Darsena Toscana nelle mani di un fondo di investimento inglese

Ormai è ufficiale, la GIP di Negri passa ad un fondo di investimento inglese. Una mutazione delle banchine fra opportunità e rischi

Darsena Toscana 2Oggi, in un articolo a firma Giulio Corsi, il Tirreno pubblica la notizia della vendita di GIP (società a maggioranza Negri che gestisce fra l’altro il Terminal Darsena Toscana) al fondo di investimento inglese Infracapital. Piuttosto che entrare sulle zone d’ombra che comporta questo tipo di vendite il quotidiano di viale Alfieri preferisce rassicurare. Per carità, una scelta editoriale legittima quella di puntare alla rassicurazione, e al marketing sull’eventuale nuovo arrivato.

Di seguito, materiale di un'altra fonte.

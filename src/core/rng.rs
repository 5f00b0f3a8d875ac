//! Deterministic random number generation.
//!
//! All randomness in a game - deck shuffling, AI card choice - flows through
//! `GameRng`, which is seeded once per game. The turn resolver itself never
//! touches the RNG, so identical states and actions always resolve
//! identically; storing the seed in the replay is enough to reproduce a
//! whole game.
//!
//! ## Forking
//!
//! ```
//! use clashlane::core::GameRng;
//!
//! let mut master = GameRng::new(42);
//!
//! // Independent streams for each deck and each AI
//! let mut deck_rng = master.fork();
//! let mut ai_rng = master.fork();
//!
//! let a: Vec<usize> = (0..8).map(|_| deck_rng.gen_range_usize(0..1000)).collect();
//! let b: Vec<usize> = (0..8).map(|_| ai_rng.gen_range_usize(0..1000)).collect();
//! assert_ne!(a, b);
//! ```

use rand::{Rng, SeedableRng};
use rand_chacha::ChaCha8Rng;

/// Deterministic RNG with forking for independent streams.
///
/// Uses ChaCha8 for speed while keeping high-quality randomness.
#[derive(Clone, Debug)]
pub struct GameRng {
    inner: ChaCha8Rng,
    seed: u64,
    fork_counter: u64,
}

impl GameRng {
    /// Create a new RNG with the given seed.
    #[must_use]
    pub fn new(seed: u64) -> Self {
        Self {
            inner: ChaCha8Rng::seed_from_u64(seed),
            seed,
            fork_counter: 0,
        }
    }

    /// The seed this RNG was created with.
    #[must_use]
    pub fn seed(&self) -> u64 {
        self.seed
    }

    /// Fork this RNG to create an independent stream.
    ///
    /// Each fork produces a different but deterministic sequence: the Nth
    /// fork of a given seed is always the same stream. Used to give each
    /// deck and each AI its own randomness without sharing state.
    #[must_use]
    pub fn fork(&mut self) -> Self {
        self.fork_counter += 1;
        let fork_seed = self
            .seed
            .wrapping_add(self.fork_counter.wrapping_mul(0x9E37_79B9_7F4A_7C15));
        Self {
            inner: ChaCha8Rng::seed_from_u64(fork_seed),
            seed: fork_seed,
            fork_counter: 0,
        }
    }

    /// Generate a random usize in the given range.
    pub fn gen_range_usize(&mut self, range: std::ops::Range<usize>) -> usize {
        self.inner.gen_range(range)
    }

    /// Generate a random boolean with the given probability of `true`.
    pub fn gen_bool(&mut self, probability: f64) -> bool {
        self.inner.gen_bool(probability)
    }

    /// Shuffle a slice in place.
    pub fn shuffle<T>(&mut self, slice: &mut [T]) {
        use rand::seq::SliceRandom;
        slice.shuffle(&mut self.inner);
    }

    /// Choose a random element from a slice.
    #[must_use]
    pub fn choose<'a, T>(&mut self, slice: &'a [T]) -> Option<&'a T> {
        use rand::seq::SliceRandom;
        slice.choose(&mut self.inner)
    }
}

Come d’abitudine infatti, una volta individuato il soggetto che potrebbe venire a Livorno, scatta infatti la magnificazione sulle proprietà, e la disponibilità economica, del nuovo arrivato. Per rafforzare l’idea che la vocazione di Infracapital torna utile a Livorno il Tirreno scrive “il fondo inglese ha un presente importante anche nei porti attraverso il controllo dell’Associated British Ports, gestore di 21 porti in Gran Bretagna”. Per essere precisi Infracapital ha avuto un passato importante in ABP, cedendo la propria quota in primavera estate del 2015. Come avevamo scritto nell’articolo, pubblicato prima del servizio del Tirreno sullo anticipazioni legate alla vendita di GIP,
http://www.senzasoste.it/porto-infracapital-fondo-puo-decidere-destino-generazione-livornesi/

Infracapital ha venduto la propria quota in Associated British Ports. Infatti la composizione attuale della proprietà di APB vede altri soggetti come possiamo notare dall’articolo sui cambiamenti di proprietà della società inglese dei porti sul Financial Times

http://announce.ft.com/Detail/?DocKey=1323-12418157-7ROQGVK1BNP7UKV4A821OLCT4A

Questo avviene perchè questo genere di fondi esiste per movimentare capitali nelle infrastrutture, facendo plusvalenze in questa movimentazione, cambiando molto, se non tutto, di quello che trova quando diventa proprietario di una azienda. Diventa quindi fondamentale capire le intenzioni del fondo. Per farlo bisogna battere strade, di costruzione della notizia, diverse da quelle abituali specie quelle del giornalismo di relazione. Del resto la nuova situazione impone a tutti, nessuno escluso (tanto meno chi scrive) un nuovo approccio sulle tematiche portuali.